Bien sûr, il y a des vilains gauchistes parmi les profs. Il y a aussi beaucoup de cons et de lavasses (mais, pour ceux qui travaillent dans le privé, amusez-vous à compter les crétins et les lavasses autour de vous, vous serez surpris de voir qu'ils sont nombreux, et en plus, pas toujours rapidement virés). Mais je me permets humblement de faire remarquer aux thuriféraires du privé que d'abord, on passe les concours de l'enseignement privé non pas par conviction, mais parce que c'est plus facile (bah oui). Donc, attention, naïfs ! si ça se trouve, il y aura sans doute de vilains mécréants parmi les enseignants de l'établissement que vous aurez choisi avec tant de soin. Peut-être même un vilain gauchiste, si ça se trouve.
Et puis, si les profs du privé étaient meilleurs que les autres, ça se saurait. Surtout, en fait, on se demanderait pourquoi les chefs d'établissement du privé font tout ce qu'ils peuvent pour débaucher les agrégés du public - je rigole. C'est que j'en ai eu, tout au long de ma scolarité, des nanas complètement incultes et nulles en anglais qui étaient néanmoins autorisées à l'enseigner parce que vous comprenez, elle a été dans l'école depuis la maternelle et elle fait déjà hyper bien le caté, alors...
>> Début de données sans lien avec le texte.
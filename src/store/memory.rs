use std::collections::HashMap;
use std::sync::Mutex;

use super::{Result, StoreBackend};
use crate::errors::StoreError;

/// Ephemeral backend used by tests and throwaway sessions.
#[derive(Default)]
pub struct MemoryBackend {
    entries: Mutex<HashMap<String, String>>,
}

impl MemoryBackend {
    pub fn new() -> Self {
        Self::default()
    }
}

impl StoreBackend for MemoryBackend {
    fn read(&self, key: &str) -> Result<Option<String>> {
        let entries = self.entries.lock().map_err(|_| StoreError::Poisoned)?;
        Ok(entries.get(key).cloned())
    }

    fn write(&self, key: &str, payload: &str) -> Result<()> {
        let mut entries = self.entries.lock().map_err(|_| StoreError::Poisoned)?;
        entries.insert(key.to_string(), payload.to_string());
        Ok(())
    }
}
//! Business logic helpers for recording and listing transactions.

use uuid::Uuid;

use crate::core::services::{ServiceError, ServiceResult};
use crate::core::Tracker;
use crate::domain::transaction::{Transaction, TransactionKind};

/// Provides validated CRUD helpers for the transaction collection.
pub struct TransactionService;

impl TransactionService {
    /// Validates and records a transaction at the head of the list, returning
    /// its identifier. Nothing is written when validation fails.
    pub fn add(
        tracker: &Tracker,
        kind: TransactionKind,
        amount: f64,
        category: &str,
        description: &str,
        date: &str,
    ) -> ServiceResult<Uuid> {
        let category = category.trim();
        if category.is_empty() {
            return Err(ServiceError::Invalid("Category is required".into()));
        }
        if !amount.is_finite() || amount <= 0.0 {
            return Err(ServiceError::Invalid(
                "Amount must be a positive number".into(),
            ));
        }
        let txn = Transaction::new(kind, amount, category, description, date);
        let id = txn.id;
        tracker.transactions().append(txn)?;
        tracing::debug!(%id, %kind, "transaction recorded");
        Ok(id)
    }

    /// Removes by id; an absent id is a quiet no-op.
    pub fn remove(tracker: &Tracker, id: Uuid) -> ServiceResult<bool> {
        Ok(tracker.transactions().remove_by_id(id)?)
    }

    pub fn list(tracker: &Tracker) -> ServiceResult<Vec<Transaction>> {
        Ok(tracker.transactions().read()?)
    }

    /// List-view filter: optional kind plus case-insensitive search over
    /// description and category.
    pub fn list_filtered(
        tracker: &Tracker,
        kind: Option<TransactionKind>,
        search: &str,
    ) -> ServiceResult<Vec<Transaction>> {
        let needle = search.trim().to_lowercase();
        let mut entries = tracker.transactions().read()?;
        entries.retain(|txn| {
            let kind_matches = kind.map_or(true, |k| txn.kind == k);
            let search_matches = needle.is_empty()
                || txn.description.to_lowercase().contains(&needle)
                || txn.category.to_lowercase().contains(&needle);
            kind_matches && search_matches
        });
        Ok(entries)
    }
}
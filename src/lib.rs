#![doc(test(attr(deny(warnings))))]

//! Tally Core offers local-first personal finance tracking primitives:
//! income/expense transactions, per-category monthly budgets, savings goals,
//! and the derived dashboard aggregates computed from them.

pub mod analytics;
pub mod cli;
pub mod config;
pub mod core;
pub mod domain;
pub mod errors;
pub mod store;
pub mod utils;

/// Initializes global tracing and emits a startup info log. Safe to call
/// more than once; only the first call installs the subscriber.
pub fn init() {
    utils::init_tracing();
    tracing::info!("Tally Core tracing initialized.");
}

#[cfg(test)]
mod tests {
    #[test]
    fn init_is_idempotent() {
        super::init();
        super::init();
    }
}
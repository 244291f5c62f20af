use std::marker::PhantomData;
use std::sync::Arc;

use serde::de::DeserializeOwned;
use serde::Serialize;
use uuid::Uuid;

use super::{Result, Store, SubscriberId};
use crate::domain::common::Identifiable;

/// Where `append` places new entries.
#[derive(Debug, Clone, Copy, PartialEq, Eq)]
pub enum InsertPosition {
    /// Most-recent-first; the transaction list relies on this ordering.
    Head,
    Tail,
}

/// Typed, ordered view over a single store key.
pub struct Collection<T> {
    store: Arc<Store>,
    key: &'static str,
    position: InsertPosition,
    _entity: PhantomData<fn() -> T>,
}

impl<T> Collection<T>
where
    T: Serialize + DeserializeOwned + Identifiable,
{
    pub fn new(store: Arc<Store>, key: &'static str, position: InsertPosition) -> Self {
        Self {
            store,
            key,
            position,
            _entity: PhantomData,
        }
    }

    pub fn key(&self) -> &'static str {
        self.key
    }

    /// Current snapshot; a missing key reads as an empty collection.
    pub fn read(&self) -> Result<Vec<T>> {
        match self.store.read_raw(self.key)? {
            Some(payload) => Ok(serde_json::from_str(&payload)?),
            None => Ok(Vec::new()),
        }
    }

    pub fn append(&self, entity: T) -> Result<()> {
        let position = self.position;
        self.mutate(move |entries| {
            match position {
                InsertPosition::Head => entries.insert(0, entity),
                InsertPosition::Tail => entries.push(entity),
            }
            true
        })?;
        Ok(())
    }

    /// Replaces the whole collection (bulk sample-data loading).
    pub fn replace_all(&self, entities: Vec<T>) -> Result<()> {
        let payload = serde_json::to_string(&entities)?;
        self.store.write_raw(self.key, &payload)
    }

    /// Applies `patch` to the matching entry in place. Returns `false` when
    /// the id is absent.
    pub fn update_by_id<F>(&self, id: Uuid, patch: F) -> Result<bool>
    where
        F: FnOnce(&mut T),
    {
        self.mutate(move |entries| match entries.iter_mut().find(|e| e.id() == id) {
            Some(entry) => {
                patch(entry);
                true
            }
            None => false,
        })
    }

    /// Removes the matching entry. Removing an absent id is a no-op, not an
    /// error.
    pub fn remove_by_id(&self, id: Uuid) -> Result<bool> {
        self.mutate(move |entries| {
            let before = entries.len();
            entries.retain(|e| e.id() != id);
            entries.len() != before
        })
    }

    /// Change notification for this collection's key.
    pub fn subscribe<F>(&self, callback: F) -> SubscriberId
    where
        F: Fn(&str) + Send + Sync + 'static,
    {
        self.store.subscribe(self.key, callback)
    }

    fn mutate<F>(&self, apply: F) -> Result<bool>
    where
        F: FnOnce(&mut Vec<T>) -> bool,
    {
        self.store.update_raw(self.key, |current| {
            let mut entries: Vec<T> = match current {
                Some(payload) => serde_json::from_str(payload)?,
                None => Vec::new(),
            };
            if apply(&mut entries) {
                Ok(Some(serde_json::to_string(&entries)?))
            } else {
                Ok(None)
            }
        })
    }
}

#[cfg(test)]
mod tests {
    use std::sync::atomic::{AtomicUsize, Ordering};

    use super::*;
    use crate::domain::transaction::{Transaction, TransactionKind};
    use crate::store::memory::MemoryBackend;
    use crate::store::TRANSACTIONS_KEY;

    fn collection() -> Collection<Transaction> {
        let store = Store::new(Box::new(MemoryBackend::new()));
        Collection::new(store, TRANSACTIONS_KEY, InsertPosition::Head)
    }

    fn txn(amount: f64) -> Transaction {
        Transaction::new(TransactionKind::Expense, amount, "Food", "", "2024-06-01")
    }

    #[test]
    fn missing_key_reads_as_empty() {
        assert!(collection().read().unwrap().is_empty());
    }

    #[test]
    fn append_at_head_keeps_newest_first() {
        let col = collection();
        let first = txn(1.0);
        let second = txn(2.0);
        let second_id = second.id;
        col.append(first).unwrap();
        col.append(second).unwrap();

        let entries = col.read().unwrap();
        assert_eq!(entries.len(), 2);
        assert_eq!(entries[0].id, second_id);
    }

    #[test]
    fn append_then_read_contains_entity_exactly_once() {
        let col = collection();
        let entity = txn(7.0);
        let id = entity.id;
        col.append(entity).unwrap();
        let entries = col.read().unwrap();
        assert_eq!(entries.iter().filter(|e| e.id == id).count(), 1);
    }

    #[test]
    fn update_by_id_patches_in_place() {
        let col = collection();
        let entity = txn(7.0);
        let id = entity.id;
        col.append(entity).unwrap();

        assert!(col.update_by_id(id, |e| e.amount = 9.0).unwrap());
        assert_eq!(col.read().unwrap()[0].amount, 9.0);
        assert!(!col.update_by_id(Uuid::new_v4(), |_| {}).unwrap());
    }

    #[test]
    fn remove_by_id_is_a_no_op_for_missing_ids() {
        let col = collection();
        let entity = txn(7.0);
        let id = entity.id;
        col.append(entity).unwrap();

        assert!(!col.remove_by_id(Uuid::new_v4()).unwrap());
        assert_eq!(col.read().unwrap().len(), 1);
        assert!(col.remove_by_id(id).unwrap());
        assert!(col.read().unwrap().is_empty());
    }

    #[test]
    fn replace_all_swaps_the_snapshot() {
        let col = collection();
        col.append(txn(1.0)).unwrap();
        col.replace_all(vec![txn(5.0), txn(6.0)]).unwrap();
        let entries = col.read().unwrap();
        assert_eq!(entries.len(), 2);
        assert_eq!(entries[0].amount, 5.0);
    }

    #[test]
    fn mutations_notify_subscribers_once_each() {
        let col = collection();
        static NOTIFIED: AtomicUsize = AtomicUsize::new(0);
        let id = col.subscribe(|_| {
            NOTIFIED.fetch_add(1, Ordering::SeqCst);
        });

        col.append(txn(1.0)).unwrap();
        col.replace_all(vec![txn(2.0)]).unwrap();
        // Removing a missing id commits nothing and must stay silent.
        col.remove_by_id(Uuid::new_v4()).unwrap();
        assert_eq!(NOTIFIED.load(Ordering::SeqCst), 2);

        col.store.unsubscribe(id);
        col.append(txn(3.0)).unwrap();
        assert_eq!(NOTIFIED.load(Ordering::SeqCst), 2);
    }
}
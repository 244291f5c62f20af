//! Business logic helpers for budget categories.

use uuid::Uuid;

use crate::core::services::{ServiceError, ServiceResult};
use crate::core::Tracker;
use crate::domain::budget::BudgetCategory;
use crate::domain::catalog;

/// Provides validated create/remove/list helpers for budgets.
pub struct BudgetService;

impl BudgetService {
    /// Creates a budget category, rejecting duplicate names. The display
    /// color is resolved from the expense catalog at write time.
    pub fn create(tracker: &Tracker, name: &str, limit: f64) -> ServiceResult<BudgetCategory> {
        let name = name.trim();
        if name.is_empty() {
            return Err(ServiceError::Invalid("Category name is required".into()));
        }
        if !limit.is_finite() || limit <= 0.0 {
            return Err(ServiceError::Invalid(
                "Limit must be a positive number".into(),
            ));
        }
        let budgets = tracker.budgets().read()?;
        if budgets.iter().any(|budget| budget.name == name) {
            return Err(ServiceError::Invalid(format!(
                "Budget category `{name}` already exists"
            )));
        }
        let budget = BudgetCategory::new(name, limit, catalog::expense_color(name));
        tracker.budgets().append(budget.clone())?;
        tracing::debug!(id = %budget.id, name, "budget category created");
        Ok(budget)
    }

    pub fn remove(tracker: &Tracker, id: Uuid) -> ServiceResult<bool> {
        Ok(tracker.budgets().remove_by_id(id)?)
    }

    pub fn list(tracker: &Tracker) -> ServiceResult<Vec<BudgetCategory>> {
        Ok(tracker.budgets().read()?)
    }
}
En outre, il est proprement scandaleux de constater que le privé hors contrat s'autorise des justifications du style "ouiiii bah au collège, on ne fait quasi pas de sicences parce que c'est trop compliqué à mettre en place". Je sais bien que dans les collèges Jésuites, au XVIIe siècle, etc. Mais demandez-vous pourquoi les collèges des oratoriens, à la même époque, avaient plus de succès ? Parce qu'il y avait des sciences au programme, et que sans déconner, le latin c'est bien joli mais ça ne nourrit pas son homme. Et quoi qu'il en soit, on n'est plus au XVIIe siècle - croyez bien que je le regrette, mais c'est ainsi.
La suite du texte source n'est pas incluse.